WHAT TO PRODUCE – Would you return, word for word, the lines of the data below from the line with "pub fn update_reminder(&mut" through the line with "written by another", and no others?

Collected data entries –
BEGIN
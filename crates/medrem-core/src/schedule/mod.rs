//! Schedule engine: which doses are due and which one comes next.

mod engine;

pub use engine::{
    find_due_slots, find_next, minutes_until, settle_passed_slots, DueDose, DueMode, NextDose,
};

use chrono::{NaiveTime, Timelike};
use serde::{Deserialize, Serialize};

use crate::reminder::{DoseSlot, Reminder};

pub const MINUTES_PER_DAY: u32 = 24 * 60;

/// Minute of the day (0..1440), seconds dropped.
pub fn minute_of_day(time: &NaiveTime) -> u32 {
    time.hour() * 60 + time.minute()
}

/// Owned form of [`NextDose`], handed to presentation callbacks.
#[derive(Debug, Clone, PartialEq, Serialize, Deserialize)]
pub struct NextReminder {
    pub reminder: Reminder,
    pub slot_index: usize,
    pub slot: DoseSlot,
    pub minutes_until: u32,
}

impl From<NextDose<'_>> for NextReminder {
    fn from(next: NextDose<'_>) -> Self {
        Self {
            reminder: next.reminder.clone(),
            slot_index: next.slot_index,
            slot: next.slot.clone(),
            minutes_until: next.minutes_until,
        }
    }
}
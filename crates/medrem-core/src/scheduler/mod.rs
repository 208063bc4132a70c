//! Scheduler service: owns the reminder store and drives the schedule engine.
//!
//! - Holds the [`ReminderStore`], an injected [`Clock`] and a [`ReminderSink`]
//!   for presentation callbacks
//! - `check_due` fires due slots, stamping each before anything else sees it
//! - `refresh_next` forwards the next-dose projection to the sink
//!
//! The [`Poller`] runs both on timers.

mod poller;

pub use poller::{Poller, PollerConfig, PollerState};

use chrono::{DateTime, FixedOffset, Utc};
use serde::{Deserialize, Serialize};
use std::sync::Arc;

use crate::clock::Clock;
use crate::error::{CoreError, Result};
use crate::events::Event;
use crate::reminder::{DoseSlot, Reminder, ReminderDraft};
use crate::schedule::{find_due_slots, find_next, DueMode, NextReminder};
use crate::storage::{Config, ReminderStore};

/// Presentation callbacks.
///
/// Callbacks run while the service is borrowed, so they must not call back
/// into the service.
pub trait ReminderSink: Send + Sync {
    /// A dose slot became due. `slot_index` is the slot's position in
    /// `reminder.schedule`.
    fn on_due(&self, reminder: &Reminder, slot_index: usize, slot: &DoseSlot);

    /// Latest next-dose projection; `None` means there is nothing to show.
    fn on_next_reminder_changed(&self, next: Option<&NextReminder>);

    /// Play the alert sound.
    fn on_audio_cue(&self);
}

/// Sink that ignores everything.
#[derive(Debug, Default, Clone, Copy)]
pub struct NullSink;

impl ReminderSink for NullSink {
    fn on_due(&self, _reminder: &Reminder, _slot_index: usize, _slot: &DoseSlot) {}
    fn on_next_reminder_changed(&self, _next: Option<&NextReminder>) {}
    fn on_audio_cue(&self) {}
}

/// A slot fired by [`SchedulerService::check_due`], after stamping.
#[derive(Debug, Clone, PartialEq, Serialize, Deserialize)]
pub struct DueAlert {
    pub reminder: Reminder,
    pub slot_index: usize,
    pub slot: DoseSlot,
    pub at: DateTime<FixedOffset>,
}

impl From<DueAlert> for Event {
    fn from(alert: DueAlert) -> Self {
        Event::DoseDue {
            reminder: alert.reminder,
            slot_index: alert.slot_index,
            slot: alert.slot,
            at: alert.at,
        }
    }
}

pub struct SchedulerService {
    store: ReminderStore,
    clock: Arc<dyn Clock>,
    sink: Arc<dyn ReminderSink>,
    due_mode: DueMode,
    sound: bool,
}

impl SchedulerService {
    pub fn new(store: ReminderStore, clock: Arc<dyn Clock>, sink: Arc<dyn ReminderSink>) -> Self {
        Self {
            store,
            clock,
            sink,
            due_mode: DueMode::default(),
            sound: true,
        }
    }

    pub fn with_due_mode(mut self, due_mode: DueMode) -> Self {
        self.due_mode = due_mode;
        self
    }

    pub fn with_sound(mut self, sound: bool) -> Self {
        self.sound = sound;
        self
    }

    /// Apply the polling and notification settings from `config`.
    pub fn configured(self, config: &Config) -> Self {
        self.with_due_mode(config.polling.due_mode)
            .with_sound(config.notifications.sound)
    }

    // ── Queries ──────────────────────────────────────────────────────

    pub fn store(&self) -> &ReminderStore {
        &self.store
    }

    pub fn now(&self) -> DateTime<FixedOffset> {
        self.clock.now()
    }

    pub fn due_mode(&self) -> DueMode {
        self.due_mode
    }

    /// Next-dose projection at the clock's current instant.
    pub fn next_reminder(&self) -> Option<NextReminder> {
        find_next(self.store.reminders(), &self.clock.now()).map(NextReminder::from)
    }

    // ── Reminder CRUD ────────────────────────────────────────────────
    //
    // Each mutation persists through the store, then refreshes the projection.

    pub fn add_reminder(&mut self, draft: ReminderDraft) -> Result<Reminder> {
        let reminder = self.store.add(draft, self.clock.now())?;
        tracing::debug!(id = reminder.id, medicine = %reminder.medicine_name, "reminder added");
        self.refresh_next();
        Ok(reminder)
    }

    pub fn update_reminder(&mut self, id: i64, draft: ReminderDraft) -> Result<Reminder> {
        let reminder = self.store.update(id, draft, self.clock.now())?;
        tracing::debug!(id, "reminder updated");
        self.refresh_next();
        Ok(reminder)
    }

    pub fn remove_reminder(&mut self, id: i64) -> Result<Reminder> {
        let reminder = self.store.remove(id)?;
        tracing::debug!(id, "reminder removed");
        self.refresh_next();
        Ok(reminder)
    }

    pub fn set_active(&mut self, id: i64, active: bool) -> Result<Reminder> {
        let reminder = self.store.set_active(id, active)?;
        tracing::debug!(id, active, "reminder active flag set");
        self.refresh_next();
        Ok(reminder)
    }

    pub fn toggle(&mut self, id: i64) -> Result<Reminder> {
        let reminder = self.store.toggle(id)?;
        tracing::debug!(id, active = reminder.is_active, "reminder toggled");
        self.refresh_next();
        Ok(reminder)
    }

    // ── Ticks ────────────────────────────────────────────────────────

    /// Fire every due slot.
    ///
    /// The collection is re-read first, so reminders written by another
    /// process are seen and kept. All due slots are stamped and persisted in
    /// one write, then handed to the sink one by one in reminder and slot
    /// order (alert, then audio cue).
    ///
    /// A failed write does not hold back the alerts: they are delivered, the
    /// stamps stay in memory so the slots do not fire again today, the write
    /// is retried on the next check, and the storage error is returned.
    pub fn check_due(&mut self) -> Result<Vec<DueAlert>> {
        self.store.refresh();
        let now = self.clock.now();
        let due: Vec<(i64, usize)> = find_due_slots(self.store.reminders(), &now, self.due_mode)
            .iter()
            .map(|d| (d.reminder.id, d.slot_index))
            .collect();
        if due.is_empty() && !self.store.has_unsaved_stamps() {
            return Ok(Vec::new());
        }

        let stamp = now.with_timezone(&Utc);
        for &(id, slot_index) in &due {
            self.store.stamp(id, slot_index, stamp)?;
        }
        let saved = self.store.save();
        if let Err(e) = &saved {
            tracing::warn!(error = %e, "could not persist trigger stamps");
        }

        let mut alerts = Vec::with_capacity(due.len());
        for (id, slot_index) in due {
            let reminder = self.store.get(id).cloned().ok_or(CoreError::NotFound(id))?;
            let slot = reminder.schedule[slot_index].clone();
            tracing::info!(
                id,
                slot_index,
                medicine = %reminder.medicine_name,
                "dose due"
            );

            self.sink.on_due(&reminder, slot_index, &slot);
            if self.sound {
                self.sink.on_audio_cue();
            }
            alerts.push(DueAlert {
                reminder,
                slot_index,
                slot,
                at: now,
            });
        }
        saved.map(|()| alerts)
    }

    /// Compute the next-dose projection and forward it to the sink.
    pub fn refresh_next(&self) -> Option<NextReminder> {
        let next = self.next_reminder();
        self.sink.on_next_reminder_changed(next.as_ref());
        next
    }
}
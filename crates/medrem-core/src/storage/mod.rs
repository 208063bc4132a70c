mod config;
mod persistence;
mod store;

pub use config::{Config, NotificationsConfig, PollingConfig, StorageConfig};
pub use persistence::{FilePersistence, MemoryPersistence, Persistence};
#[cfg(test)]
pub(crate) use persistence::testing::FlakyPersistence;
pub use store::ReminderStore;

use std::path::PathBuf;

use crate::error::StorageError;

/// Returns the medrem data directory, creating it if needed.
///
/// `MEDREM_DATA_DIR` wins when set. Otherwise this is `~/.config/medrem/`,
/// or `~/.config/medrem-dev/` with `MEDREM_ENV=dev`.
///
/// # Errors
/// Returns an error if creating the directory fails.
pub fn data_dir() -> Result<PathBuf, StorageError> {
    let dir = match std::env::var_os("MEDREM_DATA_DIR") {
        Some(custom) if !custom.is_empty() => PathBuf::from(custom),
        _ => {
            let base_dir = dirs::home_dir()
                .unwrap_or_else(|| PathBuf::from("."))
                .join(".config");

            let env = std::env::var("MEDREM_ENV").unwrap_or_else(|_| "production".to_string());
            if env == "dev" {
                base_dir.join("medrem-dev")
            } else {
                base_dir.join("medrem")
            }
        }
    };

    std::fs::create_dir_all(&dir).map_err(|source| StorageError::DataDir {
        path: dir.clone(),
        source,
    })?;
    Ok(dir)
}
END
TASK ANSWER –
    pub fn update_reminder(&mut self, id: i64, draft: ReminderDraft) -> Result<Reminder> {
        let reminder = self.store.update(id, draft, self.clock.now())?;
        tracing::debug!(id, "reminder updated");
        self.refresh_next();
        Ok(reminder)
    }

    pub fn remove_reminder(&mut self, id: i64) -> Result<Reminder> {
        let reminder = self.store.remove(id)?;
        tracing::debug!(id, "reminder removed");
        self.refresh_next();
        Ok(reminder)
    }

    pub fn set_active(&mut self, id: i64, active: bool) -> Result<Reminder> {
        let reminder = self.store.set_active(id, active)?;
        tracing::debug!(id, active, "reminder active flag set");
        self.refresh_next();
        Ok(reminder)
    }

    pub fn toggle(&mut self, id: i64) -> Result<Reminder> {
        let reminder = self.store.toggle(id)?;
        tracing::debug!(id, active = reminder.is_active, "reminder toggled");
        self.refresh_next();
        Ok(reminder)
    }

    // ── Ticks ────────────────────────────────────────────────────────

    /// Fire every due slot.
    ///
    /// The collection is re-read first, so reminders written by another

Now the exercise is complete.